Like most parents, as I watch my kids grow older, I sometimes get sad about not having any more babies. I lament the fact that I will no longer have an infant who can fit into my favorite pair of baby booties. I grieve a little bit when I think about how in a short matter of time, I won’t have any children small enough to carry around in my arms. I sort of dread the day my kids no longer want to lay in bed with me and read books together out loud. These feelings are enough to make me question whether having two kids is enough, or if I should maybe think about having more.
I know that by “only” having two, I’m missing opportunities to snuggle. I’m missing out on giving more belly buttons raspberries and nibbling more tiny little toes. I’m missing out on more arms around my neck and legs around my waist, on secret handshakes and tender touches. I’m missing out on one, two, three, wheeeeeeeeeeeees, when my husband and I each grasp a little hand between us and lift up at the same time.
If I had more children, I’d enjoy more picnics at the park. I’d enjoy more cups of fake tea, sipped from fake china teacups, served from fake kitchens. I’d sing more ABC’s and count more 1,2,3’s. I’d spend more time looking at the moon and marveling at the trees. I’d literally stop and smell more roses. Children bring exhilaration and joy to the ordinary and mundane.
I know if I had more children I’d get to watch another person become themselves. That inspiring, wonderful, messy, ugly, beautiful process. Watching one kid grow up is the most amazing thing, and watching another is equally fascinating. Equal, but not identical. It doesn’t feel like going through events in duplicate because each child experiences the same developmental stages so differently.

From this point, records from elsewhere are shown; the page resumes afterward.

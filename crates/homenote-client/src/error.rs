//! Error types for the API client
//!
//! Four failure families reach callers:
//! - Network failures from the transport
//! - HTTP failures (non-2xx), carried as [`ApiError`]
//! - Validation failures, an [`ApiError`] built from a field-error array
//! - Fatal auth failures, which end the session

use serde_json::Value;
use std::fmt;

/// Backend error code: the refresh token is invalid
pub const INVALID_REFRESH_TOKEN: &str = "INVALID_REFRESH_TOKEN";

/// Backend error code: a refresh token was replayed
pub const TOKEN_REUSE_DETECTED: &str = "TOKEN_REUSE_DETECTED";

/// Transport-level failure (no HTTP response available)
#[derive(Debug, Clone, thiserror::Error)]
pub enum TransportError {
    /// Connection could not be established
    #[error("connection failed: {0}")]
    Connect(String),

    /// Request exceeded its deadline
    #[error("request timed out")]
    Timeout,

    /// Response body could not be read
    #[error("failed to read response body: {0}")]
    Body(String),

    /// Request could not be built
    #[error("invalid request: {0}")]
    InvalidRequest(String),
}

impl From<reqwest::Error> for TransportError {
    fn from(e: reqwest::Error) -> Self {
        if e.is_timeout() {
            Self::Timeout
        } else if e.is_builder() {
            Self::InvalidRequest(e.to_string())
        } else if e.is_body() || e.is_decode() {
            Self::Body(e.to_string())
        } else {
            Self::Connect(e.to_string())
        }
    }
}

/// Non-2xx response translated into a typed error
#[derive(Debug, Clone, PartialEq, thiserror::Error)]
#[error("HTTP {status}: {message}")]
pub struct ApiError {
    /// HTTP status code
    pub status: u16,
    /// Human-readable message
    pub message: String,
    /// Backend error code, when the body carried one
    pub code: Option<String>,
    /// Extra payload from the error body
    pub data: Option<Value>,
}

impl ApiError {
    /// Create error with status and message
    #[inline]
    #[must_use]
    pub fn new(status: u16, message: impl Into<String>) -> Self {
        Self {
            status,
            message: message.into(),
            code: None,
            data: None,
        }
    }

    /// With backend error code
    #[inline]
    #[must_use]
    pub fn with_code(mut self, code: impl Into<String>) -> Self {
        self.code = Some(code.into());
        self
    }

    /// With error payload
    #[inline]
    #[must_use]
    pub fn with_data(mut self, data: Value) -> Self {
        self.data = Some(data);
        self
    }

    /// Whether the code ends the session
    #[inline]
    #[must_use]
    pub fn is_fatal_auth(&self) -> bool {
        matches!(
            self.code.as_deref(),
            Some(INVALID_REFRESH_TOKEN) | Some(TOKEN_REUSE_DETECTED)
        )
    }

    /// Whether this is a 400/422 request validation error
    #[inline]
    #[must_use]
    pub fn is_validation(&self) -> bool {
        matches!(self.status, 400 | 422)
    }

    /// Whether retrying the same request may succeed
    #[inline]
    #[must_use]
    pub fn is_retryable(&self) -> bool {
        matches!(self.status, 408 | 429 | 502 | 503 | 504)
    }
}

/// Why a session was ended
#[derive(Debug, Clone, PartialEq, Eq)]
pub enum FatalAuthReason {
    /// Backend reported `INVALID_REFRESH_TOKEN`
    InvalidRefreshToken,
    /// Backend reported `TOKEN_REUSE_DETECTED`
    TokenReuseDetected,
    /// Refresh call failed
    RefreshFailed(String),
    /// Request was still unauthorized after a successful refresh
    RetryUnauthorized,
}

impl FatalAuthReason {
    /// Map a backend code to a fatal reason
    #[must_use]
    pub fn from_code(code: &str) -> Option<Self> {
        match code {
            INVALID_REFRESH_TOKEN => Some(Self::InvalidRefreshToken),
            TOKEN_REUSE_DETECTED => Some(Self::TokenReuseDetected),
            _ => None,
        }
    }
}

impl fmt::Display for FatalAuthReason {
    fn fmt(&self, f: &mut fmt::Formatter<'_>) -> fmt::Result {
        match self {
            Self::InvalidRefreshToken => write!(f, "refresh token is invalid"),
            Self::TokenReuseDetected => write!(f, "refresh token reuse detected"),
            Self::RefreshFailed(e) => write!(f, "token refresh failed: {e}"),
            Self::RetryUnauthorized => write!(f, "still unauthorized after refresh"),
        }
    }
}

/// Main client error type
#[derive(Debug, Clone, thiserror::Error)]
pub enum ClientError {
    /// Backend answered with a non-2xx status
    #[error("{0}")]
    Api(#[from] ApiError),

    /// No response was received
    #[error("network error: {0}")]
    Network(#[from] TransportError),

    /// Session ended; the UI should route to sign-in
    #[error("session expired: {reason}")]
    SessionExpired {
        /// Why the session ended
        reason: FatalAuthReason,
    },

    /// Response body did not match the expected type
    #[error("failed to decode response: {0}")]
    Decode(String),

    /// Request could not be built
    #[error("invalid request: {0}")]
    InvalidRequest(String),
}

impl ClientError {
    /// HTTP status, if a response was received
    #[inline]
    #[must_use]
    pub fn status(&self) -> Option<u16> {
        match self {
            Self::Api(e) => Some(e.status),
            Self::SessionExpired { .. } => Some(401),
            _ => None,
        }
    }

    /// Backend error code, if any
    #[inline]
    #[must_use]
    pub fn code(&self) -> Option<&str> {
        match self {
            Self::Api(e) => e.code.as_deref(),
            _ => None,
        }
    }

    /// Whether the session was ended by this failure
    #[inline]
    #[must_use]
    pub fn is_session_expired(&self) -> bool {
        matches!(self, Self::SessionExpired { .. })
    }

    /// Whether retrying may succeed
    #[inline]
    #[must_use]
    pub fn is_retryable(&self) -> bool {
        match self {
            Self::Network(_) => true,
            Self::Api(e) => e.is_retryable(),
            _ => false,
        }
    }

    /// Message suitable for a toast
    #[must_use]
    pub fn user_message(&self) -> String {
        match self {
            Self::Api(e) => e.message.clone(),
            Self::Network(_) => "Network connection failed. Please try again.".to_string(),
            Self::SessionExpired { .. } => "Your session has expired. Please sign in again.".to_string(),
            Self::Decode(_) | Self::InvalidRequest(_) => {
                "Something went wrong. Please try again.".to_string()
            }
        }
    }
}

#[cfg(test)]
mod tests {
    use super::*;

    #[test]
    fn api_error_display() {
        let err = ApiError::new(404, "not found").with_code("POST_NOT_FOUND");
        assert_eq!(err.to_string(), "HTTP 404: not found");
        assert_eq!(err.code.as_deref(), Some("POST_NOT_FOUND"));
    }

    #[test]
    fn api_error_fatal_codes() {
        assert!(ApiError::new(401, "x").with_code(INVALID_REFRESH_TOKEN).is_fatal_auth());
        assert!(ApiError::new(401, "x").with_code(TOKEN_REUSE_DETECTED).is_fatal_auth());
        assert!(!ApiError::new(401, "x").with_code("EXPIRED_TOKEN").is_fatal_auth());
        assert!(!ApiError::new(401, "x").is_fatal_auth());
    }

    #[test]
    fn fatal_reason_from_code() {
        assert_eq!(
            FatalAuthReason::from_code(INVALID_REFRESH_TOKEN),
            Some(FatalAuthReason::InvalidRefreshToken)
        );
        assert_eq!(FatalAuthReason::from_code("OTHER"), None);
    }

    #[test]
    fn client_error_classification() {
        let err = ClientError::Network(TransportError::Timeout);
        assert!(err.is_retryable());
        assert_eq!(err.status(), None);

        let err = ClientError::from(ApiError::new(503, "down"));
        assert!(err.is_retryable());
        assert_eq!(err.status(), Some(503));

        let err = ClientError::SessionExpired {
            reason: FatalAuthReason::RetryUnauthorized,
        };
        assert!(err.is_session_expired());
        assert!(!err.is_retryable());
    }

    #[test]
    fn user_message_prefers_backend_message() {
        let err = ClientError::from(ApiError::new(400, "Title is required"));
        assert_eq!(err.user_message(), "Title is required");
    }
}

Even with all of those truths, I’m happy to only have two.
I’m glad I only have two when one whines while the other screams. I’ve got plenty of kids when I do the laundry and the dishes and I clean the crumbs from the floor. Two is an abundance when one says, “I hate you” and the other screams, “Go away!” Two is enough during those times that I wonder if maybe this will be the day that I actually lose my mind.

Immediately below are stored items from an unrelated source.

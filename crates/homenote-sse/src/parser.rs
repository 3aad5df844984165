//! Incremental event-stream parser
//!
//! Bytes arrive in arbitrary chunks. The parser keeps undecoded bytes (a
//! UTF-8 sequence may straddle two chunks), normalises CR and CRLF line
//! endings to LF, and cuts frames at each blank line.
//!
//! Within a frame:
//! - `id:`, `event:` and `data:` lines are recognised; one leading space
//!   after the colon is dropped
//! - several `data:` lines are joined with `\n`
//! - lines starting with `:` are comments (keep-alives)
//! - a frame without `event:` is named `message`
//! - a frame with neither `data:` nor `event:` produces nothing
//!
//! [`SseFrameParser`] also tracks the last event id across frames. An
//! `id:` line updates it even when its frame produces no event, and an
//! empty `id:` clears it.

use serde::{Deserialize, Serialize};

/// Event name used when a frame has no `event:` line
pub const DEFAULT_EVENT_NAME: &str = "message";

/// One dispatched server event
#[derive(Debug, Clone, PartialEq, Eq, Serialize, Deserialize)]
pub struct SseEvent {
    pub name: String,
    pub data: String,
    pub id: Option<String>,
}

impl SseEvent {
    /// Create event
    #[inline]
    #[must_use]
    pub fn new(name: impl Into<String>, data: impl Into<String>) -> Self {
        Self {
            name: name.into(),
            data: data.into(),
            id: None,
        }
    }

    /// With event id
    #[inline]
    #[must_use]
    pub fn with_id(mut self, id: impl Into<String>) -> Self {
        self.id = Some(id.into());
        self
    }
}

/// Fields of one frame
#[derive(Debug, Default)]
struct Frame<'a> {
    name: Option<&'a str>,
    data: Vec<&'a str>,
    id: Option<&'a str>,
}

impl<'a> Frame<'a> {
    fn scan(frame: &'a str) -> Self {
        let mut fields = Self::default();

        for line in frame.split('\n') {
            if line.is_empty() || line.starts_with(':') {
                continue;
            }

            let (field, value) = match line.split_once(':') {
                Some((field, value)) => (field, value.strip_prefix(' ').unwrap_or(value)),
                None => (line, ""),
            };

            match field {
                "event" => fields.name = Some(value),
                "data" => fields.data.push(value),
                // NUL in an id is ignored per the event-stream format
                "id" if !value.contains('\0') => fields.id = Some(value),
                _ => {}
            }
        }
        fields
    }

    fn into_event(self) -> Option<SseEvent> {
        if self.name.is_none() && self.data.is_empty() {
            return None;
        }

        Some(SseEvent {
            name: self
                .name
                .filter(|n| !n.is_empty())
                .unwrap_or(DEFAULT_EVENT_NAME)
                .to_string(),
            data: self.data.join("\n"),
            id: self.id.filter(|id| !id.is_empty()).map(str::to_string),
        })
    }
}

/// Parse one frame (text between blank lines)
#[must_use]
pub fn parse_frame(frame: &str) -> Option<SseEvent> {
    Frame::scan(frame).into_event()
}

/// Stateful chunk-to-event parser
#[derive(Debug, Default)]
pub struct SseFrameParser {
    undecoded: Vec<u8>,
    text: String,
    pending_cr: bool,
    last_event_id: Option<String>,
}

impl SseFrameParser {
    /// Create empty parser
    #[inline]
    #[must_use]
    pub fn new() -> Self {
        Self::default()
    }

    /// Create a parser that continues from a previously seen event id
    #[inline]
    #[must_use]
    pub fn resuming(last_event_id: Option<String>) -> Self {
        Self {
            last_event_id,
            ..Self::default()
        }
    }

    /// Event id to replay from, as of the last complete frame
    #[inline]
    #[must_use]
    pub fn last_event_id(&self) -> Option<&str> {
        self.last_event_id.as_deref()
    }

    /// Feed a chunk, returning every frame it completes
    pub fn push(&mut self, chunk: &[u8]) -> Vec<SseEvent> {
        self.undecoded.extend_from_slice(chunk);
        self.decode();

        let mut events = Vec::new();
        while let Some(end) = self.text.find("\n\n") {
            let frame: String = self.text.drain(..end + 2).collect();
            let fields = Frame::scan(&frame[..end]);
            if let Some(id) = fields.id {
                self.last_event_id = (!id.is_empty()).then(|| id.to_string());
            }
            if let Some(event) = fields.into_event() {
                events.push(event);
            }
        }
        events
    }

    /// Drop any partial frame; the last event id is kept
    pub fn reset(&mut self) {
        self.undecoded.clear();
        self.text.clear();
        self.pending_cr = false;
    }

    /// Whether a partial frame is buffered
    #[inline]
    #[must_use]
    pub fn has_partial(&self) -> bool {
        !self.undecoded.is_empty() || !self.text.is_empty() || self.pending_cr
    }

    fn decode(&mut self) {
        loop {
            match std::str::from_utf8(&self.undecoded) {
                Ok(valid) => {
                    let valid = valid.to_string();
                    self.append_normalized(&valid);
                    self.undecoded.clear();
                    return;
                }
                Err(e) => {
                    let valid_up_to = e.valid_up_to();
                    match e.error_len() {
                        // Incomplete sequence at the end: wait for more bytes
                        None => {
                            let head: Vec<u8> = self.undecoded.drain(..valid_up_to).collect();
                            let head = String::from_utf8_lossy(&head).into_owned();
                            self.append_normalized(&head);
                            return;
                        }
                        Some(bad) => {
                            let head: Vec<u8> = self.undecoded.drain(..valid_up_to + bad).collect();
                            let head = String::from_utf8_lossy(&head).into_owned();
                            self.append_normalized(&head);
                        }
                    }
                }
            }
        }
    }

    fn append_normalized(&mut self, s: &str) {
        for c in s.chars() {
            if self.pending_cr {
                self.pending_cr = false;
                self.text.push('\n');
                if c == '\n' {
                    continue;
                }
            }
            if c == '\r' {
                self.pending_cr = true;
                continue;
            }
            self.text.push(c);
        }
    }
}
//! Backend endpoint paths

pub const AUTH_TOKEN: &str = "/v1/auth/token";
pub const AUTH_REFRESH: &str = "/v1/auth/refresh";
pub const AUTH_LOGOUT: &str = "/v1/auth/logout";

pub const MEMBERS_ME: &str = "/v1/members/me";
pub const LIFESTYLES: &str = "/v1/lifestyles";

pub const EASY_CONTRACTS: &str = "/v1/easy-contracts";
pub const PRESIGNED_URLS: &str = "/v1/file-assets/presigned-urls";
pub const FILE_ASSETS: &str = "/v1/file-assets";

pub const HOME_NOTES: &str = "/v1/home-notes";

pub const PROPERTY_POSTS: &str = "/v2/property-posts";

pub const SSE_CONNECTION: &str = "/v2/sse/connection";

I’m glad I have two because I’m able to find balance. I have the energy to be a wife and mom, and sometimes, also to just be me. I can sneak in a workout. I can have a hobby. I can afford a latte. I can breathe for a moment. Ommmmmm.

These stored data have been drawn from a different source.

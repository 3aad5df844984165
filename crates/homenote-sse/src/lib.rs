//! Homenote SSE - server push notifications
//!
//! Provides:
//! - [`SseFrameParser`]: incremental `text/event-stream` parsing
//! - [`SseConnection`]: a reconnecting connection task with event-id replay
//! - [`ReconnectPolicy`]: flat or exponential reconnect delays
//!
//! # Example
//!
//! ```rust,ignore
//! use homenote_sse::{SseConfig, SseConnection};
//!
//! let handle = SseConnection::spawn(client, SseConfig::default(), |event| {
//!     println!("{}: {}", event.name, event.data);
//! });
//! // ...
//! handle.close().await;
//! ```

#![warn(unreachable_pub)]
#![allow(missing_docs)]

pub mod connection;
pub mod parser;
pub mod policy;

pub use connection::{ConnectionState, SseConfig, SseConnection, SseExit, SseHandle};
pub use parser::{parse_frame, SseEvent, SseFrameParser, DEFAULT_EVENT_NAME};
pub use policy::{ReconnectPolicy, DEFAULT_RECONNECT_DELAY};

/// Version of this crate
pub const VERSION: &str = env!("CARGO_PKG_VERSION");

A friend of mine once told me that she thought the world was made for a family of four. I think she might be right. Our family can conveniently fit in any booth, or at any table, in a restaurant. We can all squeeze into any vehicle, even if a tad tightly. We can all share a hotel room with two queens and fit comfortably. I have two arms to hold my two girls, one on each hip. I’ve got two legs, so when my kids sit on my lap there are two built-in seats for their two little booties.
There are many reasons why more could be merrier, but for me, four seems to be a good fit.